Durant son périple en Israël et Palestine, il décrit ce qu’il
vit et ressent. Aujourd’hui : la guerre de l'eau.
Il y a
des rumeurs qui cavalent d’Est en Ouest et du Nord au Sud : la
maman de Salah Hamouri (citoyen français emprisonné depuis
quatre ans dans une geôle israélienne sans que le Quai d’Orsay
se bouge trop le troufion pour le faire libérer, électoralement
parlant délivrer un moitié-Bougnoule, ce n’est pas très
intéressant et surtout c’est primordial de ne pas heurter la
sensibilité de nos amis et alliés israéliens) se parfumerait
avec la meilleure des eaux de Cologne du pays. Il parait
également que ce serait le même parfum qu’utilise ma mère. Si
c’est vrai, alors prenez rendez-vous le plus vite possible avec
Madame Hamouri et serrez-là très fort dans vos bras. C’est
d’ailleurs ce que je compte faire en rentrant à Paris.
En
attendant, pas très loin de Yabad, au Nord-Ouest de la
Cisjordanie, un Palestino d’une cinquantaine d’années avec une
moustache années 50, dirige avec le cœur une belle exploitation
agricole. Il fait beau ce jour-là quand je rencontre M.
Le
ciel a mis son smoking, les nuages sont rentrés au vestiaire. Il
y a plusieurs manières d’entuber un peuple. Soit par devant,
comme les Boers en Afrique du Sud qui l’avaient joué cash :
nous, Hommes Blancs, auront tout et vous les Négros, vous aurez
que dalle. Les Israéliens, des vicelards en puissance, préfèrent
mettre de la vaseline. Israël c’est comme le Canada Dry, « ça a
la couleur de la démocratie, le goût de la démocratie…mais ce
n’est pas de la démocratie ». Les enfoirés ont compris que, dans
une région archi-aride, priver les Palestiniens d’eau, c’était
comme les amputer de leurs deux jambes.
« Moi,
si je veux construire un puits, je dois obtenir un permis
délivré par les autorités israéliennes (ce qui vous vous en
doutez bien est quasi-impossible), commence à me dire M., le
patron qui emploie une quinzaine de personnes. Je pourrais avoir
cinquante salariés, cultiver des tas d’autres fruits, je
pourrais même lancer un élevage de vaches, si j’avais accès à
plus d’eau ».
La
guerre de 1967 a permis à Israël d’accaparer les ressources
hydrauliques de Gaza, de la Cisjordanie et du Golan. De fait, la
majeure partie des eaux du Jourdain est détournée par l’Etat
raciste avant qu’elle n’atteigne les Territoires occupés. Deux
mesures sont également prises à cette période : interdiction de
toute nouvelle infrastructure hydraulique, de forages ou de
puits sans autorisation et confiscation des ressources en eau,
conformément à la loi israélienne de 1959 qui fait de l’eau
« une propriété publique ».
Un puits clandestin
Les
Palestino n’ont donc pas accès à la totalité de leurs ressources
hydrauliques. De nombreux villages palestiniens ne sont toujours
pas reliés à un système de distribution d’eau. Comme M. est un
battant, il a été obligé de jouer la caillera et de construire
un puits illégal, « si ils le découvrent, je suis foutu » me
confie-t-il. Comme l’eau récupérée avec son puits n’est pas
suffisante (il ne flotte pas énormément), M. doit acheter de
l’eau amenée par camion-citerne (l’eau acheminée coûte un peu
plus cher), venue tout droit d’Israël et vendue, en principe, au
même prix que celle vendue aux Israéliens, sauf que le PIB est
vingt fois plus élevé en Israël qu’en Palestine !

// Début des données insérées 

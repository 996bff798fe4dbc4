//! # Postgres Persistence
//!
//! Optional write-through persistence for the metadata stores. All
//! functions take a `&PgPool` and use runtime-checked queries, so the
//! crate builds without a database present.
//!
//! The in-memory stores in [`crate::state`] remain the read path; these
//! modules exist so a restart can rebuild them via
//! [`crate::state::AppState::hydrate_from_db()`].

use sqlx::postgres::PgPoolOptions;
use sqlx::PgPool;

pub mod assets;
pub mod tokens;
pub mod versions;

/// Connect to the database named by `DATABASE_URL`, if set.
///
/// Absent variable means in-memory-only operation — a supported mode, not
/// an error. A present-but-unreachable database is an error: silently
/// degrading to non-persistent operation would lose writes the operator
/// expects to survive a restart.
pub async fn init_pool() -> Result<Option<PgPool>, sqlx::Error> {
    let Ok(url) = std::env::var("DATABASE_URL") else {
        tracing::info!("DATABASE_URL not set — metadata persistence disabled");
        return Ok(None);
    };

    let pool = PgPoolOptions::new()
        .max_connections(5)
        .connect(&url)
        .await?;
    ensure_schema(&pool).await?;
    tracing::info!("connected to metadata database");
    Ok(Some(pool))
}

/// Create the metadata tables if they do not exist.
pub async fn ensure_schema(pool: &PgPool) -> Result<(), sqlx::Error> {
    const STATEMENTS: &[&str] = &[
        "CREATE TABLE IF NOT EXISTS assets (
            id UUID PRIMARY KEY,
            storage_key TEXT NOT NULL UNIQUE,
            filename TEXT NOT NULL,
            media_type TEXT NOT NULL,
            size_bytes BIGINT NOT NULL,
            fingerprint TEXT NOT NULL,
            is_private BOOLEAN NOT NULL DEFAULT FALSE,
            created_at TIMESTAMPTZ NOT NULL,
            updated_at TIMESTAMPTZ NOT NULL
        )",
        "CREATE TABLE IF NOT EXISTS asset_versions (
            id UUID PRIMARY KEY,
            asset_id UUID NOT NULL REFERENCES assets(id),
            storage_key TEXT NOT NULL UNIQUE,
            fingerprint TEXT NOT NULL,
            created_at TIMESTAMPTZ NOT NULL
        )",
        "CREATE TABLE IF NOT EXISTS access_tokens (
            token TEXT PRIMARY KEY,
            asset_id UUID NOT NULL REFERENCES assets(id),
            issued_at TIMESTAMPTZ NOT NULL,
            expires_at TIMESTAMPTZ NOT NULL
        )",
    ];

    for statement in STATEMENTS {
        sqlx::query(statement).execute(pool).await?;
    }
    Ok(())
}
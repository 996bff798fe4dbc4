//! # ambry-api — Binary Entry Point
//!
//! Starts the Axum HTTP server. Configuration comes from the environment:
//!
//! - `PORT` — bind port (default 8080)
//! - `DATABASE_URL` — optional Postgres persistence
//! - `BLOB_ROOT` — optional directory for the filesystem blob store;
//!   absent means in-memory blobs
//! - `DEFAULT_TOKEN_TTL_SECS` / `MAX_TOKEN_TTL_SECS` — token lifetimes

use std::sync::Arc;

use anyhow::Context;

use ambry_access::TtlPolicy;
use ambry_api::blob::{FsObjectStore, MemoryObjectStore, ObjectStore};
use ambry_api::state::{AppConfig, AppState};
use ambry_core::Timestamp;

#[tokio::main]
async fn main() -> anyhow::Result<()> {
    // Initialize structured tracing.
    tracing_subscriber::fmt()
        .with_env_filter(
            tracing_subscriber::EnvFilter::try_from_default_env()
                .unwrap_or_else(|_| tracing_subscriber::EnvFilter::new("info")),
        )
        .init();

    // Build configuration from environment.
    let port: u16 = env_parsed("PORT").unwrap_or(8080);
    let config = AppConfig {
        port,
        default_token_ttl_secs: env_parsed("DEFAULT_TOKEN_TTL_SECS")
            .unwrap_or(ambry_access::DEFAULT_TOKEN_TTL_SECS),
        ttl_policy: match env_parsed("MAX_TOKEN_TTL_SECS") {
            Some(max_ttl_secs) => TtlPolicy { max_ttl_secs },
            None => TtlPolicy::default(),
        },
    };

    // Blob store: filesystem when BLOB_ROOT is set, in-memory otherwise.
    let blobs: Arc<dyn ObjectStore> = match std::env::var("BLOB_ROOT") {
        Ok(root) => {
            tracing::info!(root = %root, "using filesystem blob store");
            Arc::new(FsObjectStore::new(root))
        }
        Err(_) => {
            tracing::warn!("BLOB_ROOT not set — blobs are in-memory and lost on restart");
            Arc::new(MemoryObjectStore::new())
        }
    };

    // Metadata persistence: optional Postgres pool.
    let db = ambry_api::db::init_pool()
        .await
        .context("database initialization failed")?;

    let state = AppState::with_config(config, blobs, db);

    // Rebuild the in-memory stores and drop dead token rows.
    state
        .hydrate_from_db()
        .await
        .context("database hydration failed")?;
    if let Some(pool) = &state.db {
        let pruned = ambry_api::db::tokens::prune_expired(pool, Timestamp::now())
            .await
            .context("expired token pruning failed")?;
        if pruned > 0 {
            tracing::info!(pruned, "pruned expired access tokens");
        }
    }

    let app = ambry_api::app(state);

    let addr = std::net::SocketAddr::from(([0, 0, 0, 0], port));
    tracing::info!("ambry API listening on {}", addr);

    let listener = tokio::net::TcpListener::bind(addr).await?;
    axum::serve(listener, app).await?;

    Ok(())
}

/// Read and parse an environment variable, `None` when absent or unparseable.
fn env_parsed<T: std::str::FromStr>(name: &str) -> Option<T> {
    std::env::var(name).ok().and_then(|v| v.parse().ok())
}
//! # Token Values
//!
//! [`TokenValue`] is the opaque secret handed to clients. It generates from
//! the operating system CSPRNG, compares in constant time, zeroizes its
//! memory on drop, and redacts itself from `Debug` output so it cannot leak
//! through logs.

use rand_core::{OsRng, RngCore};
use serde::{Deserialize, Serialize};
use subtle::ConstantTimeEq;
use zeroize::{Zeroize, ZeroizeOnDrop};

/// Bytes of CSPRNG entropy behind each token (256 bits).
const TOKEN_ENTROPY_BYTES: usize = 32;

/// An opaque, unguessable token value.
///
/// Rendered as lowercase hex; clients treat it as a black box. Equality —
/// against another `TokenValue` or a presented string — is constant-time.
#[derive(Clone, Serialize, Deserialize, Zeroize, ZeroizeOnDrop)]
#[serde(transparent)]
pub struct TokenValue(String);

impl TokenValue {
    /// Generate a fresh token from the operating system CSPRNG.
    pub fn generate() -> Self {
        let mut buf = [0u8; TOKEN_ENTROPY_BYTES];
        OsRng.fill_bytes(&mut buf);
        Self(buf.iter().map(|b| format!("{b:02x}")).collect())
    }

    /// Wrap a value loaded back from the metadata store.
    pub fn from_raw(value: impl Into<String>) -> Self {
        Self(value.into())
    }

    /// The token as a string slice, for transport and persistence.
    pub fn expose(&self) -> &str {
        &self.0
    }

    /// Constant-time comparison against a presented value.
    ///
    /// When lengths differ a dummy comparison runs anyway, so the length
    /// mismatch is not observable through timing variance either.
    pub fn matches(&self, presented: &str) -> bool {
        let stored = self.0.as_bytes();
        let presented = presented.as_bytes();
        if stored.len() != presented.len() {
            let _ = stored.ct_eq(stored);
            return false;
        }
        stored.ct_eq(presented).into()
    }
}

impl PartialEq for TokenValue {
    fn eq(&self, other: &Self) -> bool {
        self.matches(&other.0)
    }
}

impl Eq for TokenValue {}

/// Redacted — token values must never reach logs or error messages.
impl std::fmt::Debug for TokenValue {
    fn fmt(&self, f: &mut std::fmt::Formatter<'_>) -> std::fmt::Result {
        f.write_str("TokenValue([REDACTED])")
    }
}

« L’eau représente un tiers de mon budget. En plus, avec les
check-points, les couvre-feux et autres blocus, on n’est pas
toujours approvisionné ». La Palestine est occupée
militairement, ça même Sarko, président métèque d’origine
hongroise est au courant, mais pour couronner la Reine
d’Angleterre, elle est de plus en plus entourée de colonies
juives et sauvages. Comme en ce moment c’est l’Aid-El-Kébir tous
les jours pour eux, la quantité d’eau que reçoivent ses
squatteurs illégitimes, sans cœur et sans foi, est, chaque
année, en constante augmentation. De plus, l’eau y est
subventionnée, ce qui signifie donc que le Palestino-de-base,
beaucoup plus pauvre que l’Israélien-de-base doit débourser
davantage pour s’approvisionner. Sympa. M. a mis vingt ans pour
mettre sur pied son exploitation agricole. La sienne est de loin
la plus prospère. Il a commencé avec wallou et aujourd’hui il
peut être fier et il l’est, il n’y a qu’à regarder ses yeux,
d’être à la tête d’une entreprise florissante. Ses plantes sont
magnifiques et ses fruits ont la patate olympique.
« Je
ne vais pas me plaindre, la plupart des agriculteurs de la
région n’arrivent pas à joindre les deux bouts, certains se
voient même contraints d’abandonner leur propriété. Moi, je vis
bien, hamdullah, mais on pourrait faire tellement mieux . »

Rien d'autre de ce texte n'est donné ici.